Exercise instructions
Only the final stretch of the data is wanted: reproduce the line containing "let social_refs: Vec<&SourceNode>" and each line after it, exactly.

Data items
>>
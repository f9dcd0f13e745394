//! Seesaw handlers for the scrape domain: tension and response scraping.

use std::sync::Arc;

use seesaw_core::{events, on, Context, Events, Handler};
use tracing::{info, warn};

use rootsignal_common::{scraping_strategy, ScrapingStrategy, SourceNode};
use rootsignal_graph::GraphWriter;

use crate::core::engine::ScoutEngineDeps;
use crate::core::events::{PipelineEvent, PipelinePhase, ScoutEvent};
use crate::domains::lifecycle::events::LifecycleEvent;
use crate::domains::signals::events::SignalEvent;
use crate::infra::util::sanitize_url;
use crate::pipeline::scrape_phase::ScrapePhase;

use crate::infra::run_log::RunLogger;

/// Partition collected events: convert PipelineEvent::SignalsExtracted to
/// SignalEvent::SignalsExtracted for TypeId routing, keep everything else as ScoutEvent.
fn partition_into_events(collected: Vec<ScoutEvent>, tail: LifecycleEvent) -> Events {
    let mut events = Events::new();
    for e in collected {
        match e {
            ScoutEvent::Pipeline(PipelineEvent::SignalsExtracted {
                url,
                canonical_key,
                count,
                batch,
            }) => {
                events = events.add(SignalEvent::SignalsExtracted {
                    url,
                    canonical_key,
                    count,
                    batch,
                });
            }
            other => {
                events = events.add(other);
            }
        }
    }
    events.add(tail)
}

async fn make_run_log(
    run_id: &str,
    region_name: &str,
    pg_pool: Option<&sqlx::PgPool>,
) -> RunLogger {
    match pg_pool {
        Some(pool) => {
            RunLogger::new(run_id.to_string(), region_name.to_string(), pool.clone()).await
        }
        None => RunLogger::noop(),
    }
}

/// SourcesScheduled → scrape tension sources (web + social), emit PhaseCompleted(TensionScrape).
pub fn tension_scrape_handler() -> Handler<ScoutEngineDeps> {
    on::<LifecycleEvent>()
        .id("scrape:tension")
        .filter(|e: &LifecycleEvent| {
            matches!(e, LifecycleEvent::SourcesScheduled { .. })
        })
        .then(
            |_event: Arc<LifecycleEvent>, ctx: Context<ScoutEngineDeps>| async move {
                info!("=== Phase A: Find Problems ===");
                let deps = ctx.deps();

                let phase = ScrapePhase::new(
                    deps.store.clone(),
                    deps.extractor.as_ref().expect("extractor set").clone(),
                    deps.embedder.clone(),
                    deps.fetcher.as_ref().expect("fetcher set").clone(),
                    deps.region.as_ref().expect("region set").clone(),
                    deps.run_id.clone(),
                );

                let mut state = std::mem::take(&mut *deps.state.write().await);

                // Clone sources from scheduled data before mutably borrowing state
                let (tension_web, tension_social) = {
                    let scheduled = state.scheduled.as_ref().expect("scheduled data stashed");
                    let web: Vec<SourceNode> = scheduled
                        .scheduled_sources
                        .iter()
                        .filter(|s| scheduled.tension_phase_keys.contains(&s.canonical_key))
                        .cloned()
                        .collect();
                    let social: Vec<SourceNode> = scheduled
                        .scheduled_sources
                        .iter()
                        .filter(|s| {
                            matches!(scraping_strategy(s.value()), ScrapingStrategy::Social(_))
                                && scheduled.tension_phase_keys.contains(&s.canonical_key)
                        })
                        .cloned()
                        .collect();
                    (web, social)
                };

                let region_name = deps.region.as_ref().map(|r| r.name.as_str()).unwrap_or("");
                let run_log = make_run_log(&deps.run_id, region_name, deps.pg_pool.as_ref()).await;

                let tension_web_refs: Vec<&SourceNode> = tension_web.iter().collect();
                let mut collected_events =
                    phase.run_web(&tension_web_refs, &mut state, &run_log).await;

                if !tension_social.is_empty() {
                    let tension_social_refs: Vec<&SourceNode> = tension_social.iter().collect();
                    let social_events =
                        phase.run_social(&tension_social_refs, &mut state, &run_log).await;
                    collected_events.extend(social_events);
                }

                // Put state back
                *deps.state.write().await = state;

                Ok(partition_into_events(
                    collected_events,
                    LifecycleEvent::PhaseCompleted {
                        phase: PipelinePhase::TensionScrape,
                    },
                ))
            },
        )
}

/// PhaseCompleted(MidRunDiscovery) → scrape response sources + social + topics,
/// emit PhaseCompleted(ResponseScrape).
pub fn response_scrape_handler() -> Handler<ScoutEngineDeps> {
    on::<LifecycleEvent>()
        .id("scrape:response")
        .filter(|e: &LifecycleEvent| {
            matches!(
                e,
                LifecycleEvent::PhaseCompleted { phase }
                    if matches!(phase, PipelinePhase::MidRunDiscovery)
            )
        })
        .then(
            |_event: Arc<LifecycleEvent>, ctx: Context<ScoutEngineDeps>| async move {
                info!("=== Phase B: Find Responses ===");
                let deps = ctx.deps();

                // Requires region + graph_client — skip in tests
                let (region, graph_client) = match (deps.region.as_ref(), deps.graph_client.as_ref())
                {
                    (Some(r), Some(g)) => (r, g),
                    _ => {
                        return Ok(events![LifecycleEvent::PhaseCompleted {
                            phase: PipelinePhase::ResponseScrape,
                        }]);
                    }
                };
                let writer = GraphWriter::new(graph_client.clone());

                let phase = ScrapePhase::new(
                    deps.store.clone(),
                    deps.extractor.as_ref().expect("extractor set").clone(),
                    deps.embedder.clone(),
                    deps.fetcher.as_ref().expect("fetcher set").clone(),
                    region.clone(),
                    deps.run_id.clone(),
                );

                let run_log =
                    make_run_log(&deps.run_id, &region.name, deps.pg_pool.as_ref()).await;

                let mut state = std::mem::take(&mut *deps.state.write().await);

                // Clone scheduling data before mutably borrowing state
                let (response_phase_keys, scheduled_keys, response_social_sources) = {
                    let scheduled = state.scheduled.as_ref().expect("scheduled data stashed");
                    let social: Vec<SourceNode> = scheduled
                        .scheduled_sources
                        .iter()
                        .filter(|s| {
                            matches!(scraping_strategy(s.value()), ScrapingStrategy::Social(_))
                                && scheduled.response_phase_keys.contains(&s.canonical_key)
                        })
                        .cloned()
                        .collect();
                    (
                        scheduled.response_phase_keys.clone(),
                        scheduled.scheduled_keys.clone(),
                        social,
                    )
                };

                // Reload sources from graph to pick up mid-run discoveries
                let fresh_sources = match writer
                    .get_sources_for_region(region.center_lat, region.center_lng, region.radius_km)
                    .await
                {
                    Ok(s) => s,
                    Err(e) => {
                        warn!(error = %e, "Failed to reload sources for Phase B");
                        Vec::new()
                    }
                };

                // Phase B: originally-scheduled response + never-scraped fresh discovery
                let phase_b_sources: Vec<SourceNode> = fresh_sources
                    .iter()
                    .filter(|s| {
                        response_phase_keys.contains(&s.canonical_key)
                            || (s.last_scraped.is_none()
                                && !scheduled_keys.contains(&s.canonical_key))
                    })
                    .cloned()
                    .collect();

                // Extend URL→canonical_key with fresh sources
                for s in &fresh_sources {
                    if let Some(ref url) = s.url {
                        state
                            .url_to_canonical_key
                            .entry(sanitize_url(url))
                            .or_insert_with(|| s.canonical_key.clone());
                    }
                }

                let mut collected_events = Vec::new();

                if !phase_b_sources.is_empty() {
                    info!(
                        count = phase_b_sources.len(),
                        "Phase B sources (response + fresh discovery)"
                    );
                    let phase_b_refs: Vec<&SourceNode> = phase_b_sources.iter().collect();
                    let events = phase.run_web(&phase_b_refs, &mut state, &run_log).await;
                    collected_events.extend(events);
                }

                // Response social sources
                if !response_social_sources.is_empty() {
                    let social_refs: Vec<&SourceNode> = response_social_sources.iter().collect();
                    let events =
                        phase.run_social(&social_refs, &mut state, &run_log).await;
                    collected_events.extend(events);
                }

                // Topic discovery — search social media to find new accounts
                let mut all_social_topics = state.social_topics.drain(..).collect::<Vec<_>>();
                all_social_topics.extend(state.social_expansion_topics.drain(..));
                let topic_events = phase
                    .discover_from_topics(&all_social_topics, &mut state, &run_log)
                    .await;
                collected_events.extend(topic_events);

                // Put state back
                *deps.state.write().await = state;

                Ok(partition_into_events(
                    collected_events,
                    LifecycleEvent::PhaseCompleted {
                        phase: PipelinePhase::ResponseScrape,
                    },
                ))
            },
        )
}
<<
Solution to this exercise
                    let social_refs: Vec<&SourceNode> = response_social_sources.iter().collect();
                    let events =
                        phase.run_social(&social_refs, &mut state, &run_log).await;
                    collected_events.extend(events);
                }

                // Topic discovery — search social media to find new accounts
                let mut all_social_topics = state.social_topics.drain(..).collect::<Vec<_>>();
                all_social_topics.extend(state.social_expansion_topics.drain(..));
                let topic_events = phase
                    .discover_from_topics(&all_social_topics, &mut state, &run_log)
                    .await;
                collected_events.extend(topic_events);

                // Put state back
                *deps.state.write().await = state;

                Ok(partition_into_events(
                    collected_events,
                    LifecycleEvent::PhaseCompleted {
                        phase: PipelinePhase::ResponseScrape,
                    },
                ))
            },
        )
}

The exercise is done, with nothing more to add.